## EXERCISE REQUIREMENTS
In the records below, find the line that contains "pub struct RunHandle" and the line that contains "pub fn outcome(&self)". Set down exactly those lines and every line between them, and nothing more.

Dataset entries
⟨

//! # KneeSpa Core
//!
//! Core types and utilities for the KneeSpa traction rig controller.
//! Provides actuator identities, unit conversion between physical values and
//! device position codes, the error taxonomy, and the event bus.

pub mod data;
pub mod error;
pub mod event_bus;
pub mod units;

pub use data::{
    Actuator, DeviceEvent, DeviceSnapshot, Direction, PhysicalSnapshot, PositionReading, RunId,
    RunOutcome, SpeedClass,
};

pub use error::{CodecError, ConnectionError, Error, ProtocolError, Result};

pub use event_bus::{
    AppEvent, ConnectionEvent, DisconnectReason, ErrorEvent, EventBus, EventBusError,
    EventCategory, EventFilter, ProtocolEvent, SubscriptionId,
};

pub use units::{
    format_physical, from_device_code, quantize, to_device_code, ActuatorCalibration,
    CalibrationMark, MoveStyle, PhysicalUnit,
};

⟩
⟨

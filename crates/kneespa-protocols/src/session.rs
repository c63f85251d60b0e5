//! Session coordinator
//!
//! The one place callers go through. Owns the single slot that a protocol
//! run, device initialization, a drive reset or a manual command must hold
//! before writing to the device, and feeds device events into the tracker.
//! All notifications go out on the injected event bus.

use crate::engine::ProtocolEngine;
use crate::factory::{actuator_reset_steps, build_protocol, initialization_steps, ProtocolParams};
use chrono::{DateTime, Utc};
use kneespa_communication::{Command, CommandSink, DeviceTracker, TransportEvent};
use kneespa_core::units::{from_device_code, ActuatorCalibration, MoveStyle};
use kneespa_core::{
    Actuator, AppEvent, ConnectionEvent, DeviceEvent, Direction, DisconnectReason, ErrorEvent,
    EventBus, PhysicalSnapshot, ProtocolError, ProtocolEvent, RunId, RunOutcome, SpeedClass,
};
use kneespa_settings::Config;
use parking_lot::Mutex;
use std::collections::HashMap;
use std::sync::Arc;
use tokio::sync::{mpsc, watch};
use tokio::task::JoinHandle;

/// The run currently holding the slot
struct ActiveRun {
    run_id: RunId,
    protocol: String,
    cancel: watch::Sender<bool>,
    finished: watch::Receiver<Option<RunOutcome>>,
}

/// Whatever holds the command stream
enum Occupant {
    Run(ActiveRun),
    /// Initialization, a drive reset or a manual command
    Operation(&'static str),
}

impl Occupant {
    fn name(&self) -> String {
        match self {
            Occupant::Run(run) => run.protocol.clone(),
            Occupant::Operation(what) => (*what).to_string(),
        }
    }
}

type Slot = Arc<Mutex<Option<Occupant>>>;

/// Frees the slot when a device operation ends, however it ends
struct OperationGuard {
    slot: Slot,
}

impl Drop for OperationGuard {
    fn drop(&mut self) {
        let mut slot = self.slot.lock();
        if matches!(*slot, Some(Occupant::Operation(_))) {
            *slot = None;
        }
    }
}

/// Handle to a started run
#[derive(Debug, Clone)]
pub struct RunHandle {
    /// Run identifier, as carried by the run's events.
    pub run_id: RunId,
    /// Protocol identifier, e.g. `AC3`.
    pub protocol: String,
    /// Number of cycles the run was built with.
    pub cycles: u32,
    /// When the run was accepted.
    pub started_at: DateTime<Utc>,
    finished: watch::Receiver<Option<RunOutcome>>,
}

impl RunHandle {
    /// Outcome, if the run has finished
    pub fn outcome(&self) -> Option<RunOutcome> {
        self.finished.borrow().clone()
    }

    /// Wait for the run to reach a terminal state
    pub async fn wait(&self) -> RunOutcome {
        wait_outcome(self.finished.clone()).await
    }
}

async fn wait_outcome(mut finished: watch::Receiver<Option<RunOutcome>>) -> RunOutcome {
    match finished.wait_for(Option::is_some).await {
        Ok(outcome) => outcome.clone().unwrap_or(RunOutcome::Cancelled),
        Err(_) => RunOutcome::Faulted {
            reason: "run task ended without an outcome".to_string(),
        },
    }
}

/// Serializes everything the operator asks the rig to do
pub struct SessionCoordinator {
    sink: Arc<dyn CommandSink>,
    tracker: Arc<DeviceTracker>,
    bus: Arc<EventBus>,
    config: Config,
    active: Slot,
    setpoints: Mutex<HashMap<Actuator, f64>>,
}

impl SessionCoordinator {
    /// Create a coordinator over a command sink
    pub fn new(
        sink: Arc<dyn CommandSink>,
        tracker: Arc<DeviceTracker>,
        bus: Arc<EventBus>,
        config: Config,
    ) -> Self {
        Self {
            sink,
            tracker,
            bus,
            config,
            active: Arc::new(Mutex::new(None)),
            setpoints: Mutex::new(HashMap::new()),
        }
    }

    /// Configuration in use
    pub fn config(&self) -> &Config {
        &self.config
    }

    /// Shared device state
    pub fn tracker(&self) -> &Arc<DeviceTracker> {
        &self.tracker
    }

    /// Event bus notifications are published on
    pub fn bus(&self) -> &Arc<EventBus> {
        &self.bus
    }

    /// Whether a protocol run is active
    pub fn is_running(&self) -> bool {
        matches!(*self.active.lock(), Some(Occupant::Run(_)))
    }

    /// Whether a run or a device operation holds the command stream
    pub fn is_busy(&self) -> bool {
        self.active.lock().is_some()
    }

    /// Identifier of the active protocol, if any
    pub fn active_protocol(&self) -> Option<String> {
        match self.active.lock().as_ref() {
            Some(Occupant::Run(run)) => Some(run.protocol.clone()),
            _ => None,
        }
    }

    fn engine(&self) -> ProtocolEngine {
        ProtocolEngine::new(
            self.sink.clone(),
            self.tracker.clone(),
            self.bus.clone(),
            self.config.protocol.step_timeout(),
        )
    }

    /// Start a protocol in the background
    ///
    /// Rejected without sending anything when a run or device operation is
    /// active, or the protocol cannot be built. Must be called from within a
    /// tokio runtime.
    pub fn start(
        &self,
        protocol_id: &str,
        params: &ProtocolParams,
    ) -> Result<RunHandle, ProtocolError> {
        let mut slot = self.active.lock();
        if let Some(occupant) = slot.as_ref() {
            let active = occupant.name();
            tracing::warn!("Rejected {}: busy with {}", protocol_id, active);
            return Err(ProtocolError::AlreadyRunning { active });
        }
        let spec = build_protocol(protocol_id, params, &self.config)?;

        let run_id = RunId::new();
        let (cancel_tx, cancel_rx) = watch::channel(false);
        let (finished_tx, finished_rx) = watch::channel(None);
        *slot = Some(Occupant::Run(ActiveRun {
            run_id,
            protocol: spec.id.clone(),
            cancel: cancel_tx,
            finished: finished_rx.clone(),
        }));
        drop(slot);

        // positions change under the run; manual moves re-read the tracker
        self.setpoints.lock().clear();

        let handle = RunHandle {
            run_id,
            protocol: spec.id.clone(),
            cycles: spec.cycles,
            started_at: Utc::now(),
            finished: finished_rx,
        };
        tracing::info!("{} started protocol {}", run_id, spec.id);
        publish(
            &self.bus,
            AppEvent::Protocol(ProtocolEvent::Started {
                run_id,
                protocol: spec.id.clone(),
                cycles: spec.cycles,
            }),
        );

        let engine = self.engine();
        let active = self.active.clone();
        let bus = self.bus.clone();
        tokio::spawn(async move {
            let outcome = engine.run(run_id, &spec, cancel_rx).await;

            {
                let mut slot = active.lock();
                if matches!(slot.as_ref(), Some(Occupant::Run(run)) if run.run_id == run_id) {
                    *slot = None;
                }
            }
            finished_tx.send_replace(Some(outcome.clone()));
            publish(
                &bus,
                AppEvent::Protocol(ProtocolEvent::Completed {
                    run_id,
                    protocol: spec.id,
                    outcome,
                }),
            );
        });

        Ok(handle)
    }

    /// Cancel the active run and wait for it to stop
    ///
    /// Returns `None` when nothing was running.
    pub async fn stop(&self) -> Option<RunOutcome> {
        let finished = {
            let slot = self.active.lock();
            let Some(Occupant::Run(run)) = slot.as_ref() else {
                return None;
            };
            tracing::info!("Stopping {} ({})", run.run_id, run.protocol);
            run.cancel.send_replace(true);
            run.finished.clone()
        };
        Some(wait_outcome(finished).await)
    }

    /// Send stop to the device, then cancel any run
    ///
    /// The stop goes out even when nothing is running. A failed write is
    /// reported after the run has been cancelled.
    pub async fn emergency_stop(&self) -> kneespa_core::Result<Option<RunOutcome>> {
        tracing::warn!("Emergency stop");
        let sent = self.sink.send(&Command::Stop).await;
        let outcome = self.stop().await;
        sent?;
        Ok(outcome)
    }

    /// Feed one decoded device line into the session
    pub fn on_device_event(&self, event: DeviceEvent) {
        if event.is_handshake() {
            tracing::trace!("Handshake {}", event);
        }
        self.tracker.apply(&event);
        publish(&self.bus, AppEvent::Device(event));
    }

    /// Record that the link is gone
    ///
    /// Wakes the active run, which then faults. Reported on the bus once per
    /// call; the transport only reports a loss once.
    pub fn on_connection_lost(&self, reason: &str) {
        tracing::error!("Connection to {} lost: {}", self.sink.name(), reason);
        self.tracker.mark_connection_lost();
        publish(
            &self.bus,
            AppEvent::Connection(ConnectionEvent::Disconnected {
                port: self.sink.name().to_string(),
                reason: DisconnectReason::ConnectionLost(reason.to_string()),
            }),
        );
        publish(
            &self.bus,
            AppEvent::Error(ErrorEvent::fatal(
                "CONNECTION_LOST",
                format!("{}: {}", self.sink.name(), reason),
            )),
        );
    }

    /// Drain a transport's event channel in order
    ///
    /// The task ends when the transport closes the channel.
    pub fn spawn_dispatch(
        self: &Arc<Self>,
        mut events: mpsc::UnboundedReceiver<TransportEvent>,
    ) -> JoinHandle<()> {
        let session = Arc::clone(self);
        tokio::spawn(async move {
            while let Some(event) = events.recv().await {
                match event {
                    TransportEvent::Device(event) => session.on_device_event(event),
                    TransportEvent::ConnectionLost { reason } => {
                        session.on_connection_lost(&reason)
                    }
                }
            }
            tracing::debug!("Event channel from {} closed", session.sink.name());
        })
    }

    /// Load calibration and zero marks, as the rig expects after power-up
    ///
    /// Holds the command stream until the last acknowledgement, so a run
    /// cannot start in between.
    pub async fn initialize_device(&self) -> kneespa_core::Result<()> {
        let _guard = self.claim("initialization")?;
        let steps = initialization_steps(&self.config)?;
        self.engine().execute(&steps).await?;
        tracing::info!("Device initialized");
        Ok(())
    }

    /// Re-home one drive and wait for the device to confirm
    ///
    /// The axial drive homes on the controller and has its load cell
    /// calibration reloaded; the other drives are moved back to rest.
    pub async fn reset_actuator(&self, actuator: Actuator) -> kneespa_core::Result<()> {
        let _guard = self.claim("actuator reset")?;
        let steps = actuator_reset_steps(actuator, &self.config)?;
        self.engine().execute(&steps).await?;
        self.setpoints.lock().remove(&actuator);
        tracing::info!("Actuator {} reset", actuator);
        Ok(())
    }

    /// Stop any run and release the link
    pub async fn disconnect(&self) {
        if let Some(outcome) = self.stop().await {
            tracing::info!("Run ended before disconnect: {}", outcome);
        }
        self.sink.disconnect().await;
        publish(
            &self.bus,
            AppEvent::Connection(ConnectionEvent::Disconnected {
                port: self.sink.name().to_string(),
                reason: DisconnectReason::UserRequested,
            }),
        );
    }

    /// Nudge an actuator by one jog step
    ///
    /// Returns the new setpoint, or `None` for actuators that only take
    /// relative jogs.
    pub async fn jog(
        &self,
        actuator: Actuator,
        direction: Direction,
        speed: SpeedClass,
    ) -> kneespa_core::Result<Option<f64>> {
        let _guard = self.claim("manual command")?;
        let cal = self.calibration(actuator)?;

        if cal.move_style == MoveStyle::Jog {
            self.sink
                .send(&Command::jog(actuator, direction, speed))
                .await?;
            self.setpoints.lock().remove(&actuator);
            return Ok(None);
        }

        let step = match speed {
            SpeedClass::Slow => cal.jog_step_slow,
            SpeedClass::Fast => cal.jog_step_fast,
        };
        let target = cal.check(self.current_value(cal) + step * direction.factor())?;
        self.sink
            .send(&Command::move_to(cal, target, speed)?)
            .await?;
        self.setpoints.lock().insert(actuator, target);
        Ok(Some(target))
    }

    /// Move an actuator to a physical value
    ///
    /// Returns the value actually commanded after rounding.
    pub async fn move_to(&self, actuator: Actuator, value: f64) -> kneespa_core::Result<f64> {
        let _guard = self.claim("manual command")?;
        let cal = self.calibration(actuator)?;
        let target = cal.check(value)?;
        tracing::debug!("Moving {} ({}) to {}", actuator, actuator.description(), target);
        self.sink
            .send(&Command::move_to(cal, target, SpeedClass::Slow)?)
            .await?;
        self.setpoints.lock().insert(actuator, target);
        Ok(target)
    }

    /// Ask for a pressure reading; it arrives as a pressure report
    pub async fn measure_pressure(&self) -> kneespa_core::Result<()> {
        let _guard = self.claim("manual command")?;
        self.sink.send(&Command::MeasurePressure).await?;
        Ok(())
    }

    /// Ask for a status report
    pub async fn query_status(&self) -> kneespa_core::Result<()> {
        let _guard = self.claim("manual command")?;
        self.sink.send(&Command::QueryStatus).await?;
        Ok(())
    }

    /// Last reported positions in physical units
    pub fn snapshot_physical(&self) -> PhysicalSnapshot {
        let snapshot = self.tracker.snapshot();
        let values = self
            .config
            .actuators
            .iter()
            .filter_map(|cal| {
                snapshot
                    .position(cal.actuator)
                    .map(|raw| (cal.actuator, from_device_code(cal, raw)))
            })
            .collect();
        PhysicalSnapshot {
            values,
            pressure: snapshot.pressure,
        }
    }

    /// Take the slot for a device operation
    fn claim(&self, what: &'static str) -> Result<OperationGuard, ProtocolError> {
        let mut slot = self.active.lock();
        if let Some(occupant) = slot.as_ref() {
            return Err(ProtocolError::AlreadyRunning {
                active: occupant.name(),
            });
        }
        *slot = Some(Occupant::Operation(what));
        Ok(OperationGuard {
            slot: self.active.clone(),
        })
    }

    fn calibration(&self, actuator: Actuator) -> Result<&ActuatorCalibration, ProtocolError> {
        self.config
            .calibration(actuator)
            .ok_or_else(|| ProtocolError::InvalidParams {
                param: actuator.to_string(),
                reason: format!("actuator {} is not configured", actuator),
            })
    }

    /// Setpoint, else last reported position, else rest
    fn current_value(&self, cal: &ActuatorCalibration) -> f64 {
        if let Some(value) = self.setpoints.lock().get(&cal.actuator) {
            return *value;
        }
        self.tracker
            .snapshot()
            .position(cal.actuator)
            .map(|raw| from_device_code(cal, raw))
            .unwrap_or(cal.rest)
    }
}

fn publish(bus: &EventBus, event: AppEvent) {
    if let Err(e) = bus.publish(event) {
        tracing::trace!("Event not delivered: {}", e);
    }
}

⟩

## TASK ANSWER
pub struct RunHandle {
    /// Run identifier, as carried by the run's events.
    pub run_id: RunId,
    /// Protocol identifier, e.g. `AC3`.
    pub protocol: String,
    /// Number of cycles the run was built with.
    pub cycles: u32,
    /// When the run was accepted.
    pub started_at: DateTime<Utc>,
    finished: watch::Receiver<Option<RunOutcome>>,
}

impl RunHandle {
    /// Outcome, if the run has finished
    pub fn outcome(&self) -> Option<RunOutcome> {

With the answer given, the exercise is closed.